The Troparion and the Commemoration
The Church commemorates Saint Neophytos the Cretan, Hieromartyr, on the sixteenth of June, the day of his passing to the Lord. The troparion dedicated to him gathers in few words all that we have said here of him — the worthiness of the shepherd, his Cretan origin, the light he brought to the faithful, and above all the sacrifice by which he laid down his life for his flock:
The worthy and wise shepherd of Wallachia, Saint Neophytos the hierarch, the scion of Crete and the enlightener of the faithful, let us honor today with joy; for, laying down his life for his flock, he obtained everlasting glory from Christ, unto Whom he prays for us.

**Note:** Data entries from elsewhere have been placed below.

//! Configuration structures for daily-hud

use serde::{Deserialize, Serialize};
use std::collections::BTreeMap;
use std::path::{Path, PathBuf};
use std::time::Duration;

use crate::error::{HudError, Result};

/// Default location of the configuration file
pub const DEFAULT_CONFIG_PATH: &str = "~/.config/daily-hud/config.yaml";

/// Main configuration for daily-hud
#[derive(Debug, Clone, Default, Serialize, Deserialize)]
pub struct Config {
    /// Secret name -> 1Password reference (`op://Vault/Item/field`)
    #[serde(default)]
    pub secrets: BTreeMap<String, String>,

    #[serde(default)]
    pub thresholds: Thresholds,

    #[serde(default)]
    pub cache: CacheConfig,

    #[serde(default)]
    pub todoist: TodoistConfig,

    #[serde(default)]
    pub github: GithubConfig,

    #[serde(default)]
    pub kubernetes: KubernetesConfig,

    #[serde(default)]
    pub truenas: TruenasConfig,

    #[serde(default)]
    pub ssh_hosts: Vec<SshHostConfig>,

    #[serde(default)]
    pub windows_hosts: Vec<WindowsHostConfig>,

    /// Certificate targets: `host`, `host:port` or `https://...`
    #[serde(default)]
    pub certificates: Vec<String>,

    #[serde(default)]
    pub domains: Vec<String>,

    #[serde(default)]
    pub cves: CveConfig,

    #[serde(default)]
    pub containers: ContainerConfig,
}

/// Alerting thresholds shared by several checks
#[derive(Debug, Clone, Serialize, Deserialize)]
#[serde(default)]
pub struct Thresholds {
    pub check_timeout_seconds: u64,
    pub disk_warning_percent: u32,
    pub disk_critical_percent: u32,
    pub cert_warning_days: i64,
    pub cert_critical_days: i64,
    pub domain_warning_days: i64,
    pub snapshot_stale_hours: i64,
    pub pod_memory_warning_percent: u32,
    pub pod_cpu_warning_percent: u32,
}

impl Default for Thresholds {
    fn default() -> Self {
        Self {
            check_timeout_seconds: 30,
            disk_warning_percent: 80,
            disk_critical_percent: 90,
            cert_warning_days: 14,
            cert_critical_days: 7,
            domain_warning_days: 30,
            snapshot_stale_hours: 24,
            pod_memory_warning_percent: 80,
            pod_cpu_warning_percent: 80,
        }
    }
}

impl Thresholds {
    /// Per-check timeout used by the orchestrator
    pub fn check_timeout(&self) -> Duration {
        Duration::from_secs(self.check_timeout_seconds.max(1))
    }
}

/// On-disk cache settings
#[derive(Debug, Clone, Serialize, Deserialize)]
#[serde(default)]
pub struct CacheConfig {
    pub enabled: bool,
    pub directory: String,
    pub durations: CacheDurations,
}

impl Default for CacheConfig {
    fn default() -> Self {
        Self {
            enabled: true,
            directory: "~/.cache/daily-hud".to_string(),
            durations: CacheDurations::default(),
        }
    }
}

/// Whole-namespace expiry windows, in hours
#[derive(Debug, Clone, Serialize, Deserialize)]
#[serde(default)]
pub struct CacheDurations {
    pub domains: u64,
    pub cves: u64,
    pub container_vulns: u64,
}

impl Default for CacheDurations {
    fn default() -> Self {
        Self {
            domains: 24,
            cves: 12,
            container_vulns: 6,
        }
    }
}

/// Convert a cache duration in hours to a `Duration`
pub fn hours(h: u64) -> Duration {
    Duration::from_secs(h * 3600)
}

#[derive(Debug, Clone, Serialize, Deserialize)]
#[serde(default)]
pub struct TodoistConfig {
    /// Only report tasks from these project ids
    pub projects: Vec<String>,
    pub api_url: String,
}

impl Default for TodoistConfig {
    fn default() -> Self {
        Self {
            projects: Vec::new(),
            api_url: "https://api.todoist.com/rest/v2".to_string(),
        }
    }
}

#[derive(Debug, Clone, Serialize, Deserialize)]
#[serde(default)]
pub struct GithubConfig {
    pub username: String,
    pub api_url: String,
}

impl Default for GithubConfig {
    fn default() -> Self {
        Self {
            username: String::new(),
            api_url: "https://api.github.com".to_string(),
        }
    }
}

#[derive(Debug, Clone, Default, Serialize, Deserialize)]
#[serde(default)]
pub struct KubernetesConfig {
    /// kubectl context; current context when unset
    pub context: Option<String>,
    /// Restrict pod checks to these namespaces
    pub namespaces: Vec<String>,
    pub ignore_namespaces: Vec<String>,
}

#[derive(Debug, Clone, Default, Serialize, Deserialize)]
#[serde(default)]
pub struct TruenasConfig {
    pub host: String,
    /// Override for the API base URL, defaults to `https://{host}/api/v2.0`
    pub api_url: Option<String>,
    /// Verify the TLS certificate (off by default: self-signed is common)
    pub verify_tls: bool,
}

impl TruenasConfig {
    pub fn base_url(&self) -> String {
        match &self.api_url {
            Some(url) => url.trim_end_matches('/').to_string(),
            None => format!("https://{}/api/v2.0", self.host),
        }
    }
}

/// Checks that can run on a remote host
#[derive(Debug, Clone, Copy, PartialEq, Eq, Serialize, Deserialize)]
#[serde(rename_all = "lowercase")]
pub enum HostCheck {
    Disk,
    Updates,
}

fn default_host_checks() -> Vec<HostCheck> {
    vec![HostCheck::Disk]
}

fn default_unknown_name() -> String {
    "unknown".to_string()
}

fn default_root_user() -> String {
    "root".to_string()
}

fn default_ssh_method() -> String {
    "ssh".to_string()
}

#[derive(Debug, Clone, Serialize, Deserialize)]
pub struct SshHostConfig {
    #[serde(default = "default_unknown_name")]
    pub name: String,
    #[serde(default)]
    pub host: String,
    #[serde(default = "default_root_user")]
    pub user: String,
    #[serde(default = "default_host_checks")]
    pub checks: Vec<HostCheck>,
}

#[derive(Debug, Clone, Serialize, Deserialize)]
pub struct WindowsHostConfig {
    #[serde(default = "default_unknown_name")]
    pub name: String,
    #[serde(default)]
    pub host: String,
    #[serde(default)]
    pub user: String,
    /// Transport; only "ssh" is supported
    #[serde(default = "default_ssh_method")]
    pub method: String,
    #[serde(default = "default_host_checks")]
    pub checks: Vec<HostCheck>,
}

#[derive(Debug, Clone, Serialize, Deserialize)]
#[serde(default)]
pub struct CveConfig {
    /// Scan packages installed on this machine
    pub check_local: bool,
    pub api_url: String,
}

impl Default for CveConfig {
    fn default() -> Self {
        Self {
            check_local: true,
            api_url: "https://api.osv.dev/v1/query".to_string(),
        }
    }
}

#[derive(Debug, Clone, Serialize, Deserialize)]
#[serde(default)]
pub struct ContainerConfig {
    pub scanner: String,
    pub max_images: usize,
}

impl Default for ContainerConfig {
    fn default() -> Self {
        Self {
            scanner: "trivy".to_string(),
            max_images: 10,
        }
    }
}

impl Config {
    /// Load configuration from a path, expanding a leading `~`
    pub fn load(path: &str) -> Result<Self> {
        let path = expand_tilde(path);
        if !path.exists() {
            return Err(HudError::ConfigNotFound(path.display().to_string()));
        }
        Self::from_file(&path)
    }

    /// Load configuration from a file
    pub fn from_file(path: &Path) -> Result<Self> {
        let content = std::fs::read_to_string(path)?;

        if path.extension().map(|e| e == "json").unwrap_or(false) {
            serde_json::from_str(&content).map_err(|e| HudError::Parse {
                context: path.display().to_string(),
                message: e.to_string(),
            })
        } else {
            Self::from_yaml(&content).map_err(|e| match e {
                HudError::Parse { message, .. } => HudError::Parse {
                    context: path.display().to_string(),
                    message,
                },
                other => other,
            })
        }
    }

    /// Parse YAML configuration; an empty document is the default config
    pub fn from_yaml(content: &str) -> Result<Self> {
        if content.trim().is_empty() {
            return Ok(Self::default());
        }
        serde_yaml::from_str(content).map_err(|e| HudError::Parse {
            context: "config".to_string(),
            message: e.to_string(),
        })
    }
}

/// Expand a leading `~` to the home directory
pub fn expand_tilde(path: &str) -> PathBuf {
    if path == "~" {
        return dirs::home_dir().unwrap_or_else(|| PathBuf::from(path));
    }
    if let Some(rest) = path.strip_prefix("~/") {
        if let Some(home) = dirs::home_dir() {
            return home.join(rest);
        }
    }
    PathBuf::from(path)
}

#[cfg(test)]
mod tests {
    use super::*;

    const SAMPLE: &str = r#"
secrets:
  todoist_token: "op://Personal/Todoist/credential"
thresholds:
  check_timeout_seconds: 10
  disk_warning_percent: 70
github:
  username: octocat
ssh_hosts:
  - name: nas
    host: 10.0.0.5
    checks: [disk, updates]
  - host: 10.0.0.6
domains:
  - example.com
cache:
  durations:
    domains: 48
"#;

    #[test]
    fn test_parse_sample() {
        let config = Config::from_yaml(SAMPLE).unwrap();
        assert_eq!(config.thresholds.check_timeout_seconds, 10);
        assert_eq!(config.thresholds.disk_warning_percent, 70);
        // untouched thresholds keep their defaults
        assert_eq!(config.thresholds.disk_critical_percent, 90);
        assert_eq!(config.github.username, "octocat");
        assert_eq!(config.github.api_url, "https://api.github.com");
        assert_eq!(config.ssh_hosts.len(), 2);
        assert_eq!(config.ssh_hosts[0].checks, vec![HostCheck::Disk, HostCheck::Updates]);
        assert_eq!(config.ssh_hosts[1].name, "unknown");
        assert_eq!(config.ssh_hosts[1].user, "root");
        assert_eq!(config.ssh_hosts[1].checks, vec![HostCheck::Disk]);
        assert_eq!(config.cache.durations.domains, 48);
        assert_eq!(config.cache.durations.cves, 12);
        assert!(config.cache.enabled);
        assert!(config.cves.check_local);
    }

    #[test]
    fn test_empty_document_is_default() {
        let config = Config::from_yaml("\n").unwrap();
        assert!(config.secrets.is_empty());
        assert_eq!(config.thresholds.check_timeout(), Duration::from_secs(30));
    }

    #[test]
    fn test_invalid_yaml_is_parse_error() {
        let err = Config::from_yaml("thresholds: [unclosed").unwrap_err();
        assert!(matches!(err, HudError::Parse { .. }));
    }

    #[test]
    fn test_load_missing_file() {
        let err = Config::load("/nonexistent/daily-hud/config.yaml").unwrap_err();
        assert!(matches!(err, HudError::ConfigNotFound(_)));
    }

    #[test]
    fn test_load_json_file() {
        let dir = tempfile::tempdir().unwrap();
        let path = dir.path().join("config.json");
        std::fs::write(&path, r#"{"domains": ["example.org"]}"#).unwrap();
        let config = Config::from_file(&path).unwrap();
        assert_eq!(config.domains, vec!["example.org"]);
    }

    #[test]
    fn test_truenas_base_url() {
        let mut cfg = TruenasConfig {
            host: "nas.local".to_string(),
            ..Default::default()
        };
        assert_eq!(cfg.base_url(), "https://nas.local/api/v2.0");
        cfg.api_url = Some("http://127.0.0.1:9000/".to_string());
        assert_eq!(cfg.base_url(), "http://127.0.0.1:9000");
    }

    #[test]
    fn test_expand_tilde_passthrough() {
        assert_eq!(expand_tilde("/etc/hud.yaml"), PathBuf::from("/etc/hud.yaml"));
    }
}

In many years, his commemoration falls within the season of the Fast of the Holy Apostles Peter and Paul — the summer fast that prepares the feast of the two great apostles on the twenty-ninth of June. Unlike the other great fasts, this one has a variable length, for its beginning depends on the date of Pascha and of Pentecost; there are years in which it is long and years in which it is much shortened. In the year 2026, for instance, the fast began on the eighth of June and lasts until the twenty-eighth, so that the sixteenth of June falls in the very middle of it. It is a fitting placement: this fast honors those who proclaimed the Gospel to the world and sealed their preaching through martyrdom at Rome. And Neophytos, the scholar-hierarch who established the word of God in the language of his people and sealed his pastorate with his blood, is in good company with them.
There remains, of his whole life, a single image in which all is gathered. A Greek from Crete, raised to be metropolitan of a foreign people, stands in the midst of Bucharest with the cross raised in his hand and cries “Follow me!” — calling the people not to revolt, but to the defense of justice, under the sign of Christ. A few days later he would die for that act. But that raised cross remained. And through it, as through the testimony of the Patriarchs whom he brought to confirm the Prayer of the Heart, as through the books of the Fathers which he gave to the people in their own language, Neophytos the Cretan did what the good shepherd does: he stood between the flock and the wolf, and he did not flee.
O Holy Hieromartyr Neophytos, pray to God for us.